Every MP, including even the party leaders, and every serious media commentator, knows perfectly well that for many years cowardly governments have held down MPs’ pay for fear of the wrath of the tabloids, playing on general public distaste for politicians. Independently calculated proposals for periodic pay increases have been regularly vetoed by equally timorous Labour and Conservative governments, with the result that MPs’ pay has fallen further and further behind that of comparable occupations, including that of parliamentarians of almost all similar countries.  The discreetly understood quid pro quo for this underpayment of MPs’ salaries was an explosion in MPs’ expense allowances, administered by the Parliamentary staff with the greatest laxity, as part compensation for inadequate pay. It suited everyone to turn a blind eye to this obviously unsatisfactory compromise, until a leak to the Daily Telegraph in 2009 of details of widespread abuse of MPs expenses exposed what had been going on, resulting in general public outrage, the termination of the careers of the worst offenders, and greater or lesser penalties imposed on most of the rest.

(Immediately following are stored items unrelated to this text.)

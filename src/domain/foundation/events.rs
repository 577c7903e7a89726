//! Event infrastructure for publishing engine results.
//!
//! - `EventId` - Unique identifier for events (deduplication)
//! - `EventMetadata` - Correlation context
//! - `EventEnvelope` - Transport wrapper for domain events
//! - `DomainEvent` - Trait that all domain events implement
//! - `domain_event!` - Macro to simplify DomainEvent implementations

use serde::{Deserialize, Serialize};
use serde_json::Value as JsonValue;
use std::fmt;
use uuid::Uuid;

use super::{DomainError, ErrorCode, Timestamp};

/// A fact the engine announces after a state change.
///
/// Implemented through `domain_event!`. The type string ends in `.vN` and
/// `schema_version` returns that same N.
pub trait DomainEvent: Send + Sync {
    fn event_type(&self) -> &'static str;
    fn schema_version(&self) -> u32;
    /// Criterion, alternative or decision maker the event is about.
    fn aggregate_id(&self) -> String;
    fn aggregate_type(&self) -> &'static str;
    fn occurred_at(&self) -> Timestamp;
    fn event_id(&self) -> EventId;
}

/// Wraps any serializable event into an [`EventEnvelope`].
pub trait SerializableDomainEvent: DomainEvent + Serialize {
    fn to_envelope(&self) -> Result<EventEnvelope, DomainError> {
        EventEnvelope::from_event(self)
    }
}

impl<T: DomainEvent + Serialize> SerializableDomainEvent for T {}

/// Implements [`DomainEvent`] by naming the fields that carry each value.
///
/// ```ignore
/// domain_event!(
///     JudgmentRecorded,
///     event_type = "judgment.recorded.v1",
///     schema_version = 1,
///     aggregate_id = decision_maker_id,
///     aggregate_type = "DecisionMaker",
///     occurred_at = recorded_at,
///     event_id = event_id
/// );
/// ```
#[macro_export]
macro_rules! domain_event {
    (
        $event_name:ident,
        event_type = $event_type:expr,
        schema_version = $schema_version:expr,
        aggregate_id = $agg_id_field:ident,
        aggregate_type = $agg_type:expr,
        occurred_at = $occurred_field:ident,
        event_id = $event_id_field:ident
    ) => {
        impl $crate::domain::foundation::DomainEvent for $event_name {
            fn event_type(&self) -> &'static str {
                $event_type
            }

            fn schema_version(&self) -> u32 {
                $schema_version
            }

            fn aggregate_id(&self) -> String {
                self.$agg_id_field.to_string()
            }

            fn aggregate_type(&self) -> &'static str {
                $agg_type
            }

            fn occurred_at(&self) -> $crate::domain::foundation::Timestamp {
                self.$occurred_field
            }

            fn event_id(&self) -> $crate::domain::foundation::EventId {
                self.$event_id_field.clone()
            }
        }
    };
}

pub use crate::domain_event;

/// Random per-event identifier.
#[derive(Debug, Clone, PartialEq, Eq, Hash, Serialize, Deserialize)]
#[serde(transparent)]
pub struct EventId(Uuid);

impl EventId {
    pub fn new() -> Self {
        Self(Uuid::new_v4())
    }
}

impl Default for EventId {
    fn default() -> Self {
        Self::new()
    }
}

impl fmt::Display for EventId {
    fn fmt(&self, f: &mut fmt::Formatter<'_>) -> fmt::Result {
        write!(f, "{}", self.0)
    }
}

/// Correlation context carried alongside an event.
///
/// Every event raised while handling one command, or one scenario run,
/// shares the command's correlation id.
#[derive(Debug, Clone, Default, PartialEq, Eq, Serialize, Deserialize)]
pub struct EventMetadata {
    #[serde(skip_serializing_if = "Option::is_none")]
    pub correlation_id: Option<String>,
}

/// A published event: routing fields plus the serialized event body.
#[derive(Debug, Clone, Serialize, Deserialize)]
pub struct EventEnvelope {
    pub event_id: EventId,
    pub event_type: String,
    pub schema_version: u32,
    pub aggregate_id: String,
    pub aggregate_type: String,
    pub occurred_at: Timestamp,
    pub payload: JsonValue,
    pub metadata: EventMetadata,
}

impl EventEnvelope {
    /// Builds an envelope around a raw JSON payload.
    pub fn new(
        event_type: impl Into<String>,
        aggregate_id: impl Into<String>,
        aggregate_type: impl Into<String>,
        payload: JsonValue,
    ) -> Self {
        Self::assemble(
            EventId::new(),
            event_type.into(),
            aggregate_id.into(),
            aggregate_type.into(),
            Timestamp::now(),
            payload,
        )
    }

    /// Serializes a domain event as the payload of a new envelope.
    pub fn from_event<T>(event: &T) -> Result<Self, DomainError>
    where
        T: DomainEvent + Serialize + ?Sized,
    {
        let payload = serde_json::to_value(event).map_err(|e| {
            DomainError::new(ErrorCode::InternalError, format!("Event serialization failed: {}", e))
                .with_detail("event_type", event.event_type())
        })?;

        Ok(Self::assemble(
            event.event_id(),
            event.event_type().to_string(),
            event.aggregate_id(),
            event.aggregate_type().to_string(),
            event.occurred_at(),
            payload,
        ))
    }

    fn assemble(
        event_id: EventId,
        event_type: String,
        aggregate_id: String,
        aggregate_type: String,
        occurred_at: Timestamp,
        payload: JsonValue,
    ) -> Self {
        Self {
            event_id,
            schema_version: version_suffix(&event_type),
            event_type,
            aggregate_id,
            aggregate_type,
            occurred_at,
            payload,
            metadata: EventMetadata::default(),
        }
    }

    /// Tags the envelope with the originating command's correlation id.
    pub fn with_correlation_id(mut self, id: impl Into<String>) -> Self {
        self.metadata.correlation_id = Some(id.into());
        self
    }

    /// Returns the correlation id, if one was attached.
    pub fn correlation_id(&self) -> Option<&str> {
        self.metadata.correlation_id.as_deref()
    }

    /// Decodes the payload back into its event type.
    pub fn payload_as<T: for<'de> Deserialize<'de>>(&self) -> Result<T, serde_json::Error> {
        serde_json::from_value(self.payload.clone())
    }
}

/// The N of a trailing `.vN`, or 1 when absent.
fn version_suffix(event_type: &str) -> u32 {
    event_type
        .rsplit_once(".v")
        .and_then(|(_, n)| n.parse().ok())
        .unwrap_or(1)
}
//! Priority Aggregator - decision-maker weights by fixed-step propagation.

use serde::{Deserialize, Serialize};
use std::collections::HashMap;

use super::ComparisonMatrix;
use crate::domain::foundation::{DecisionMakerId, EngineError};

/// Number of propagation steps. Fixed; this is not a convergence loop.
pub const PROPAGATION_STEPS: usize = 5;

/// Normalized priority of one decision maker.
#[derive(Debug, Clone, Copy, PartialEq, Eq, Serialize, Deserialize)]
pub struct DecisionMakerPriority {
    pub decision_maker_id: DecisionMakerId,
    pub priority: i64,
}

/// Priority aggregation functions.
pub struct PriorityAggregator;

impl PriorityAggregator {
    /// Computes every decision maker's priority on a 0-100 scale.
    ///
    /// # Algorithm
    /// 1. Seed: t[i] = Σ_j C[j][i]
    /// 2. Repeat PROPAGATION_STEPS times: t[i] = Σ_j t[j] * C[j][i]
    /// 3. priority[i] = round(t[i] / Σ_k t[k] * 100)
    ///
    /// # Edge Cases
    /// - Missing comparisons: 0 in the seed and every step
    /// - Σ t <= 0 or any t[i] < 0 after propagation: `UndefinedPriority`,
    ///   since no such vector maps into 0..=100
    /// - i64 overflow while propagating: `Overflow`
    ///
    /// Output is in matrix order.
    pub fn aggregate(matrix: &ComparisonMatrix) -> Result<Vec<DecisionMakerPriority>, EngineError> {
        let mut scores = Self::seed(matrix)?;
        for _ in 0..PROPAGATION_STEPS {
            scores = Self::propagate_step(matrix, &scores)?;
        }

        let total = scores
            .iter()
            .try_fold(0i64, |acc, s| acc.checked_add(*s))
            .ok_or(EngineError::Overflow("priority normalization"))?;
        if total <= 0 || scores.iter().any(|s| *s < 0) {
            return Err(EngineError::UndefinedPriority);
        }

        Ok(matrix
            .decision_makers()
            .iter()
            .zip(&scores)
            .map(|(id, score)| DecisionMakerPriority {
                decision_maker_id: *id,
                priority: (*score as f64 / total as f64 * 100.0).round() as i64,
            })
            .collect())
    }

    /// Column sums of the matrix.
    pub fn seed(matrix: &ComparisonMatrix) -> Result<Vec<i64>, EngineError> {
        let n = matrix.len();
        (0..n)
            .map(|i| {
                (0..n)
                    .try_fold(0i64, |acc, j| acc.checked_add(matrix.get(j, i)))
                    .ok_or(EngineError::Overflow("priority seed"))
            })
            .collect()
    }

    /// One propagation step: next[i] = Σ_j t[j] * C[j][i].
    pub fn propagate_step(matrix: &ComparisonMatrix, scores: &[i64]) -> Result<Vec<i64>, EngineError> {
        let n = matrix.len();
        (0..n)
            .map(|i| {
                (0..n)
                    .try_fold(0i64, |acc, j| {
                        let t = scores.get(j).copied().unwrap_or(0);
                        t.checked_mul(matrix.get(j, i))
                            .and_then(|term| acc.checked_add(term))
                    })
                    .ok_or(EngineError::Overflow("priority propagation"))
            })
            .collect()
    }

    /// Priorities keyed by decision maker.
    pub fn as_map(priorities: &[DecisionMakerPriority]) -> HashMap<DecisionMakerId, i64> {
        priorities
            .iter()
            .map(|p| (p.decision_maker_id, p.priority))
            .collect()
    }
}
//! Panel domain events.

use serde::{Deserialize, Serialize};

use super::DecisionMakerPriority;
use crate::domain::foundation::{domain_event, EventId, Timestamp};

/// Aggregate id used for events that concern the whole panel.
pub const PANEL_AGGREGATE_ID: &str = "panel";

/// Published after decision-maker priorities have been recomputed.
#[derive(Debug, Clone, Serialize, Deserialize)]
pub struct PrioritiesAggregated {
    pub event_id: EventId,
    pub panel: String,
    pub priorities: Vec<DecisionMakerPriority>,
    pub aggregated_at: Timestamp,
}

impl PrioritiesAggregated {
    pub fn new(priorities: Vec<DecisionMakerPriority>) -> Self {
        Self {
            event_id: EventId::new(),
            panel: PANEL_AGGREGATE_ID.to_string(),
            priorities,
            aggregated_at: Timestamp::now(),
        }
    }
}

domain_event!(
    PrioritiesAggregated,
    event_type = "panel.priorities_aggregated.v1",
    schema_version = 1,
    aggregate_id = panel,
    aggregate_type = "Panel",
    occurred_at = aggregated_at,
    event_id = event_id
);
//! Normalizer - rescales raw marks of one criterion to a common 0-100 range.

use serde::{Deserialize, Serialize};

use super::{Criterion, Direction, Mark};
use crate::domain::foundation::{EngineError, MarkId, Percentage};

/// Scale that every normalized mark is expressed in.
pub const NORMALIZED_SCALE: i64 = 100;

/// The normalized value computed for one mark.
#[derive(Debug, Clone, Copy, PartialEq, Eq, Serialize, Deserialize)]
pub struct NormalizedMark {
    pub mark_id: MarkId,
    pub value: Percentage,
}

/// Batch normalization of all marks under a criterion.
pub struct Normalizer;

impl Normalizer {
    /// Normalizes every mark of `criterion`.
    ///
    /// # Algorithm
    /// - Maximize: `value * 100 / max(values)`
    /// - Minimize: `min(values) * 100 / value`
    ///
    /// Integer division truncates, so the extremal mark is exactly 100 and
    /// everything else lands below it.
    ///
    /// # Errors
    /// - `DirectionUndefined` if the criterion has no direction
    /// - `DivisionByZero` if the maximum is 0 (maximize) or any value is 0 (minimize)
    /// - `NormalizedOutOfRange` if non-positive inputs push a result outside 0..=100
    ///
    /// # Edge Cases
    /// - No marks: returns an empty Vec
    /// - Marks belonging to other criteria are ignored
    pub fn normalize(criterion: &Criterion, marks: &[Mark]) -> Result<Vec<NormalizedMark>, EngineError> {
        let direction = criterion
            .direction
            .ok_or(EngineError::DirectionUndefined(criterion.id))?;

        let own: Vec<&Mark> = marks
            .iter()
            .filter(|m| m.criterion_id == criterion.id)
            .collect();

        let values = own.iter().map(|m| m.numeric_value);
        let extremum = match direction {
            Direction::Maximize => values.max(),
            Direction::Minimize => values.min(),
        };
        let Some(extremum) = extremum else {
            return Ok(Vec::new());
        };

        own.into_iter()
            .map(|mark| {
                let raw = match direction {
                    Direction::Maximize => Self::scaled_ratio(mark.numeric_value, extremum)?,
                    Direction::Minimize => Self::scaled_ratio(extremum, mark.numeric_value)?,
                };
                let value = Percentage::try_new(raw).map_err(|_| EngineError::NormalizedOutOfRange {
                    mark: mark.id,
                    value: raw,
                })?;
                Ok(NormalizedMark { mark_id: mark.id, value })
            })
            .collect()
    }

    /// Writes normalized values back onto the marks they were computed for.
    ///
    /// Marks without a computed value are left untouched.
    pub fn apply(marks: &mut [Mark], normalized: &[NormalizedMark]) {
        for mark in marks.iter_mut() {
            if let Some(n) = normalized.iter().find(|n| n.mark_id == mark.id) {
                mark.normalized = Some(n.value);
            }
        }
    }

    /// Computes `numerator * 100 / denominator` with explicit failure modes.
    fn scaled_ratio(numerator: i64, denominator: i64) -> Result<i64, EngineError> {
        if denominator == 0 {
            return Err(EngineError::division_by_zero(
                "normalization denominator is zero",
            ));
        }
        numerator
            .checked_mul(NORMALIZED_SCALE)
            .map(|scaled| scaled / denominator)
            .ok_or(EngineError::Overflow("normalization"))
    }
}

IPSA’s recommendations are meticulously argued and documented in its 74-page report. As far as I’m aware, none of its critics in Parliament, the government or the media has taken the trouble to dispute any of the report’s arguments, facts and figures underpinning its balanced recommendations.  In denouncing the proposed pay increase, and demanding that it should not be implemented, MPs and commentators are implicitly calling for a return to the bad old days when MPs and governments determined their own pay and allowances.  This almost universally negative reaction is based almost entirely on fear: fear of the tabloids, fear of a public opinion already prejudiced against politicians, and fear of their own inability to explain and defend the rational and statutory underpinning of the complex of recommendations in the IPSA report. As so often, the defining characteristic of those who govern and legislate for us is cowardice.

One postscript: IPSA says in its report that it found no evidence that inadequate pay for MPs had had a damaging effect on the calibre of candidates for election to the House of Commons. This seems to me the one element in the report that is wide open to question. It is far from clear what kind of evidence could be produced either to negate or to confirm the proposition that, in the terms of the cliché, if you pay peanuts, you get monkeys. Better pay and conditions, better work practices, more reasonable demands on MPs’ time, a work description based on a rational interpretation of the Constitution, greater freedom from the tyranny of the Whips and local party activists – all these things could reasonably be expected to appeal to people of strong character, sound principles and a commitment to public service, and attract them to what should be regarded as the honourable profession of politics. Such reforms are no doubt mostly pie in the sky. One of them, decent pay and sensible pensions and allowances, is now on offer. All the signs are that it will once again be thrown away, the victim of prejudice, ignorance and cowardice.